Le droit de cuissage, appelé aussi droit de jambage et parfois droit de dépucelage, est une légende vivace selon laquelle un seigneur aurait eu le droit d'avoir des relations sexuelles avec la femme d'un vassal ou d'un serf la première nuit de ses noces (jus noctis primae).

Ce « droit » réservant la défloration à un seigneur aurait été une déclinaison du droit de quittage ou de formariage, qui a réellement existé, qui obligeait un serf voulant marier sa fille en dehors du fief de son seigneur à payer audit seigneur trois sous en échange de son autorisation symbolique du mariage.

Dans l'ensemble, cette pratique — si elle a pu être ponctuellement mise en application par certains puissants abusant de leur pouvoir, les seigneurs féodaux disposant de droits forts sur les serfs — n'a en réalité jamais eu d'existence légale en Europe, et a surtout été brandie après la Révolution française pour discréditer le régime féodal.

Histoire

Antiquité

Dès la haute Antiquité, une mention mythique d'une pratique similaire est présente dans la culture mésopotamienne archaïque du XVIIIe au XVIIe siècle av. J.-C., au début de l'Épopée de Gilgamesh : Gilgamesh, roi divin mais tyrannique de la cité d'Uruk, « ne laisse pas la vierge à sa mère, la fille du guerrier, l’épouse du noble », et s'octroie le droit de déflorer toute jeune fille de sa cité. Ce comportement est cependant jugé néfaste par les dieux, qui lui envoient pour le punir puis le guider un rival qui deviendra son ami, Enkidu. Il ne s'agit donc, déjà à cette époque, pas d'un « droit » mais bien d'une peur populaire, celle d'un abus de pouvoir tyrannique.

En Grèce antique, Hérodote, dans ses Histoires (vers 445 av.
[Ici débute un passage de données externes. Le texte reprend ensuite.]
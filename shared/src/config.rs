use crate::constants::*;

/// Timings, amounts and external targets used by the flow controller.
#[derive(Debug, Clone, PartialEq)]
pub struct PortalConfig {
    pub auth_poll_interval_ms: u32,
    pub payment_poll_interval_ms: u32,
    pub spin_duration_ms: u32,
    pub spin_reveal_ms: u32,
    pub quiz_reveal_ms: u32,
    pub success_redirect_ms: u32,
    pub wheel_payment_amount: u32,
    pub give_up_surcharge: u32,
    pub payment_channel_url: String,
}

impl Default for PortalConfig {
    fn default() -> Self {
        Self {
            auth_poll_interval_ms: AUTH_POLL_INTERVAL_MS,
            payment_poll_interval_ms: PAYMENT_POLL_INTERVAL_MS,
            spin_duration_ms: SPIN_DURATION_MS,
            spin_reveal_ms: SPIN_REVEAL_MS,
            quiz_reveal_ms: QUIZ_REVEAL_MS,
            success_redirect_ms: SUCCESS_REDIRECT_MS,
            wheel_payment_amount: WHEEL_PAYMENT_AMOUNT,
            give_up_surcharge: GIVE_UP_SURCHARGE,
            payment_channel_url: PAYMENT_CHANNEL_URL.to_string(),
        }
    }
}

impl PortalConfig {
    /// Link to the external payment channel with the owed amount embedded.
    pub fn payment_link(&self, amount: u32) -> String {
        format!("{}{}", self.payment_channel_url, amount)
    }
}
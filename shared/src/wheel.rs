use rand::Rng;
use serde::{Deserialize, Serialize};

use crate::constants::{BASE_SPIN_DEGREES, SECTOR_DEGREES};
use crate::fate::FatePath;

/// Where the wheel came to rest.
#[derive(Debug, Serialize, Deserialize, Clone, Copy, PartialEq, Eq)]
pub struct WheelOutcome {
    pub angle_degrees: u32,
    pub sector: u8,
}

impl WheelOutcome {
    /// Reads the sector under the pointer from the accumulated rotation.
    pub fn from_rotation(total_rotation: u64) -> Self {
        let turned = (total_rotation % 360) as u32;
        let angle_degrees = (360 - turned) % 360;
        let sector = (angle_degrees / SECTOR_DEGREES) as u8;
        Self { angle_degrees, sector }
    }

    /// Even sectors send the device to the quiz, odd ones to payment.
    pub fn path(&self) -> FatePath {
        if self.sector % 2 == 0 {
            FatePath::Quiz
        } else {
            FatePath::Payment
        }
    }
}

#[derive(Debug, Clone, Copy, PartialEq, Eq)]
pub enum WheelPhase {
    Idle,
    Spinning,
    Settled(WheelOutcome),
}

/// Tracks the wheel's rotation across spins and allows one spin in flight.
#[derive(Debug, Clone, PartialEq)]
pub struct WheelEngine {
    rotation: u64,
    phase: WheelPhase,
}

impl Default for WheelEngine {
    fn default() -> Self {
        Self::new()
    }
}

impl WheelEngine {
    pub fn new() -> Self {
        Self {
            rotation: 0,
            phase: WheelPhase::Idle,
        }
    }

    pub fn rotation(&self) -> u64 {
        self.rotation
    }

    pub fn phase(&self) -> WheelPhase {
        self.phase
    }

    pub fn is_spinning(&self) -> bool {
        self.phase == WheelPhase::Spinning
    }

    pub fn outcome(&self) -> Option<WheelOutcome> {
        match self.phase {
            WheelPhase::Settled(outcome) => Some(outcome),
            _ => None,
        }
    }

    /// Starts a spin with `extra` degrees on top of the fixed magnitude and
    /// returns the new total rotation, or `None` while a spin is in flight.
    pub fn start_spin(&mut self, extra: u32) -> Option<u64> {
        if self.is_spinning() {
            return None;
        }
        self.rotation += BASE_SPIN_DEGREES + u64::from(extra % 360);
        self.phase = WheelPhase::Spinning;
        Some(self.rotation)
    }

    pub fn start_random_spin<R: Rng>(&mut self, rng: &mut R) -> Option<u64> {
        let extra = rng.gen_range(0..360);
        self.start_spin(extra)
    }

    /// Ends the spin in flight and reports the outcome.
    pub fn complete_spin(&mut self) -> Option<WheelOutcome> {
        if !self.is_spinning() {
            return None;
        }
        let outcome = WheelOutcome::from_rotation(self.rotation);
        self.phase = WheelPhase::Settled(outcome);
        Some(outcome)
    }
}

#[cfg(test)]
mod tests {
    use super::*;
    use rand::rngs::StdRng;
    use rand::SeedableRng;

    #[test]
    fn test_sector_always_in_range_and_parity_picks_path() {
        for total in (0u64..20_000).step_by(7) {
            let outcome = WheelOutcome::from_rotation(total);
            assert!(outcome.sector < 6, "total {} gave sector {}", total, outcome.sector);
            assert!(outcome.angle_degrees < 360);
            let expect_quiz = outcome.sector % 2 == 0;
            assert_eq!(outcome.path() == FatePath::Quiz, expect_quiz);
        }
    }

    #[test]
    fn test_spin_of_1810_lands_on_payment() {
        let mut wheel = WheelEngine::new();
        assert_eq!(wheel.start_spin(10), Some(1810));
        let outcome = wheel.complete_spin().unwrap();
        assert_eq!(outcome.angle_degrees, 350);
        assert_eq!(outcome.sector, 5);
        assert_eq!(outcome.path(), FatePath::Payment);
    }

    #[test]
    fn test_exact_turns_land_on_sector_zero() {
        let outcome = WheelOutcome::from_rotation(1800);
        assert_eq!(outcome.angle_degrees, 0);
        assert_eq!(outcome.sector, 0);
        assert_eq!(outcome.path(), FatePath::Quiz);
    }

    #[test]
    fn test_second_spin_rejected_while_in_flight() {
        let mut wheel = WheelEngine::new();
        assert!(wheel.start_spin(42).is_some());
        assert_eq!(wheel.start_spin(10), None);
        assert_eq!(wheel.rotation(), 1842);
        assert!(wheel.complete_spin().is_some());
        assert_eq!(wheel.complete_spin(), None);
    }

    #[test]
    fn test_settled_phase_carries_outcome() {
        let mut wheel = WheelEngine::new();
        assert_eq!(wheel.outcome(), None);
        wheel.start_spin(0);
        assert_eq!(wheel.outcome(), None);
        let outcome = wheel.complete_spin().unwrap();
        assert_eq!(wheel.phase(), WheelPhase::Settled(outcome));
        assert_eq!(wheel.outcome(), Some(outcome));
        assert!(!wheel.is_spinning());
    }

    #[test]
    fn test_rotation_accumulates_across_spins() {
        let mut wheel = WheelEngine::new();
        let mut rng = StdRng::seed_from_u64(7);
        let first = wheel.start_random_spin(&mut rng).unwrap();
        wheel.complete_spin();
        let second = wheel.start_random_spin(&mut rng).unwrap();
        assert!(first >= 1800 && first < 2160);
        assert!(second - first >= 1800 && second - first < 2160);
        let outcome = wheel.complete_spin().unwrap();
        assert_eq!(outcome, WheelOutcome::from_rotation(second));
    }
}
use shared::payment::{PaymentFlow, PaymentPhase};
use yew::prelude::*;

use crate::styles;

#[derive(Properties, PartialEq)]
pub struct PaymentPageProps {
    pub payment: PaymentFlow,
    pub payment_link: Option<String>,
}

#[function_component(PaymentPage)]
pub fn payment_page(props: &PaymentPageProps) -> Html {
    let Some(request) = props.payment.request() else {
        return html! {
            <div class={styles::PAGE_CARD}>
                <p class={styles::TEXT_BODY}>{"Checking what you owe..."}</p>
            </div>
        };
    };

    let status = match props.payment.phase() {
        PaymentPhase::Confirmed => "Payment received. Restoring your access...",
        _ => "Waiting for payment confirmation...",
    };

    html! {
        <div class={styles::PAGE_CARD}>
            <h2 class={styles::TEXT_H2}>{"Capital Sanction"}</h2>
            <p class={classes!(styles::TEXT_BODY, "mt-2")}>{request.reason().message()}</p>
            <p class={styles::AMOUNT}>{request.amount().to_string()}</p>
            if let Some(link) = &props.payment_link {
                <a class={classes!(styles::BUTTON_PRIMARY, "w-full")} href={link.clone()}>
                    {"Pay through the payment channel"}
                </a>
            }
            <div class="mt-6 flex items-center justify-center gap-2">
                <svg class={styles::LOADING_SPINNER} xmlns="http://www.w3.org/2000/svg" fill="none" viewBox="0 0 24 24">
                    <circle class="opacity-25" cx="12" cy="12" r="10" stroke="currentColor" stroke-width="4"></circle>
                    <path class="opacity-75" fill="currentColor" d="M4 12a8 8 0 018-8V0C5.373 0 0 5.373 0 12h4z"></path>
                </svg>
                <span class={styles::TEXT_SMALL}>{status}</span>
            </div>
        </div>
    }
}
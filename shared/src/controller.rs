use rand::Rng;

use crate::api::{AnswerResponse, Call, GiveUpResponse, PaymentStatus, PortalSettings, Reply};
use crate::config::PortalConfig;
use crate::constants::SUBMIT_FAILED_ALERT;
use crate::error::PortalResult;
use crate::fate::{FatePath, FateStore, KeyValueStore, PersistedFate};
use crate::identity::DeviceIdentity;
use crate::payment::{PaymentFlow, PaymentReason, PaymentRequest};
use crate::poller::{PollTicket, Poller, PollerKind};
use crate::quiz::{QuizFlow, QuizVerdict};
use crate::wheel::WheelEngine;

#[derive(Debug, Clone, Copy, PartialEq, Eq, Hash)]
pub enum PageState {
    Warning,
    Wheel,
    Quiz,
    Payment,
    Success,
}

impl PageState {
    /// Transition table. `Success` is reachable from everywhere and leads nowhere.
    pub fn can_become(self, next: PageState) -> bool {
        use PageState::*;
        match (self, next) {
            (Success, _) => false,
            (_, Success) => true,
            (Warning, Wheel | Quiz | Payment) => true,
            (Wheel, Quiz | Payment) => true,
            (Quiz, Payment) => true,
            _ => false,
        }
    }

    fn for_path(path: FatePath) -> Self {
        match path {
            FatePath::Quiz => PageState::Quiz,
            FatePath::Payment => PageState::Payment,
        }
    }
}

/// Work scheduled for later; the controller re-checks its state when it fires.
#[derive(Debug, Clone, Copy, PartialEq, Eq)]
pub enum Deferred {
    SettleSpin,
    EnterPage(PageState),
    Succeed,
    FetchQuestion,
    LeavePortal,
}

/// Side effects the hosting shell must carry out, in order.
#[derive(Debug, Clone, PartialEq)]
pub enum Effect {
    StartPoller { ticket: PollTicket, period_ms: u32 },
    StopPoller(PollerKind),
    Call(Call),
    Defer { after_ms: u32, event: Deferred },
    Navigate(String),
    Alert(String),
    Reload,
}

pub struct FlowController<S: KeyValueStore> {
    identity: DeviceIdentity,
    config: PortalConfig,
    fate: FateStore<S>,
    page: PageState,
    wheel: WheelEngine,
    quiz: QuizFlow,
    payment: PaymentFlow,
    auth_poller: Poller,
    payment_poller: Poller,
    settings: PortalSettings,
    started: bool,
    departed: bool,
}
J.-C.) rapporte, comme une coutume particulière aux Libyens adyrmachides, celle d'offrir la première nuit aux seigneurs (livre iv - clxviii) :

« Seuls aussi, ils montrent au roi les vierges près d'être mariées, et, si l'une d'elles lui plaît, elle est déflorée par lui. »
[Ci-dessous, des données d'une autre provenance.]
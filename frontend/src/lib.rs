pub mod authority;
pub mod components;
pub mod config;
pub mod hooks;
pub mod pages;
pub mod runtime;
pub mod storage;
pub mod styles;

use shared::PageState;
use yew::prelude::*;

use crate::components::{MaintenanceBanner, PortalBackdrop, ResetButton};
use crate::hooks::use_portal;
use crate::pages::{
    payment::PaymentPage, quiz::QuizPage, success::SuccessPage, warning::WarningPage,
    wheel::WheelPage,
};

#[function_component(App)]
pub fn app() -> Html {
    let portal = use_portal();
    let view = &portal.view;

    let page = match view.page {
        PageState::Warning => html! {
            <WarningPage
                device_label={view.device_label.clone()}
                on_acknowledge={portal.on_acknowledge()}
            />
        },
        PageState::Wheel => html! {
            <WheelPage
                wheel={view.wheel.clone()}
                spin_duration_ms={view.spin_duration_ms}
                on_spin={portal.on_spin()}
            />
        },
        PageState::Quiz => html! {
            <QuizPage
                quiz={view.quiz.clone()}
                rules={view.settings.quiz_rules.clone()}
                on_select={portal.on_select()}
                on_submit={portal.on_submit()}
                on_retry={portal.on_retry()}
                on_give_up={portal.on_give_up()}
            />
        },
        PageState::Payment => html! {
            <PaymentPage
                payment={view.payment.clone()}
                payment_link={view.payment_link.clone()}
            />
        },
        PageState::Success => html! { <SuccessPage /> },
    };

    html! {
        <PortalBackdrop>
            <MaintenanceBanner active={view.settings.maintenance_mode} />
            <div class="w-full max-w-md">
                {page}
            </div>
            <ResetButton onclick={portal.on_reset()} />
        </PortalBackdrop>
    }
}
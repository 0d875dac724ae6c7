use std::rc::Rc;

use shared::{Effect, FlowController};
use yew::prelude::*;

use crate::authority::HttpAuthority;
use crate::config::portal_config;
use crate::runtime::{entry_identity, PortalRuntime, PortalView};
use crate::storage::LocalStorage;

/// Snapshot of the portal plus callbacks that drive it.
#[derive(Clone)]
pub struct PortalHandle {
    pub view: PortalView,
    runtime: Rc<PortalRuntime>,
}

impl PartialEq for PortalHandle {
    fn eq(&self, other: &Self) -> bool {
        self.view == other.view && Rc::ptr_eq(&self.runtime, &other.runtime)
    }
}

impl PortalHandle {
    fn dispatch<E, F>(&self, operation: F) -> Callback<E>
    where
        E: 'static,
        F: Fn(&mut FlowController<LocalStorage>) -> Vec<Effect> + 'static,
    {
        let runtime = self.runtime.clone();
        Callback::from(move |_: E| PortalRuntime::update(&runtime, &operation))
    }

    pub fn on_acknowledge(&self) -> Callback<MouseEvent> {
        self.dispatch(|c| c.acknowledge_warning())
    }

    pub fn on_spin(&self) -> Callback<MouseEvent> {
        self.dispatch(|c| c.spin(&mut rand::thread_rng()))
    }

    pub fn on_select(&self) -> Callback<String> {
        let runtime = self.runtime.clone();
        Callback::from(move |answer: String| {
            PortalRuntime::update(&runtime, |c| {
                c.select_answer(&answer);
                Vec::new()
            })
        })
    }

    pub fn on_submit(&self) -> Callback<MouseEvent> {
        self.dispatch(|c| c.submit_answer())
    }

    pub fn on_retry(&self) -> Callback<MouseEvent> {
        self.dispatch(|c| c.retry())
    }

    pub fn on_give_up(&self) -> Callback<MouseEvent> {
        self.dispatch(|c| c.give_up())
    }

    pub fn on_reset(&self) -> Callback<MouseEvent> {
        self.dispatch(|c| c.reset())
    }
}

/// Owns the portal runtime for the lifetime of the calling component.
/// Starts the flow on mount and stops every poller on unmount.
#[hook]
pub fn use_portal() -> PortalHandle {
    let trigger = use_force_update();
    let runtime = use_memo((), |_| {
        PortalRuntime::new(entry_identity(), portal_config(), HttpAuthority::default())
    });

    {
        let runtime = runtime.clone();
        use_effect_with((), move |_| {
            runtime.set_listener(Callback::from(move |_| trigger.force_update()));
            PortalRuntime::update(&runtime, |c| c.start());
            move || PortalRuntime::update(&runtime, |c| c.shutdown())
        });
    }

    PortalHandle {
        view: runtime.view(),
        runtime,
    }
}
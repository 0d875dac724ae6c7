use shared::PortalConfig;
use web_sys::window;

pub fn get_api_base_url() -> String {
    // The portal is served by the gateway that also answers the API, so the
    // page's own origin is the authority.
    if let Some(window) = window() {
        if let Ok(origin) = window.location().origin() {
            return origin;
        }
    }

    // Default to 127.0.0.1 for development
    "http://127.0.0.1:8000".to_string()
}

pub fn portal_config() -> PortalConfig {
    PortalConfig::default()
}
Le Talmud rapporte que ce droit était exercé par les gouvernants romains de la Palestine, mais aucune source romaine n'atteste ce fait.

Moyen Âge et Renaissance

Jules-Arsène Garnier, Le Droit du seigneur, 1872.

Selon la médiéviste Marguerite Gonon, l'expression de « droit de cuissage », attestée historiquement, fait en fait référence à un droit de cuisson du pain, à une époque où celle-ci était collective.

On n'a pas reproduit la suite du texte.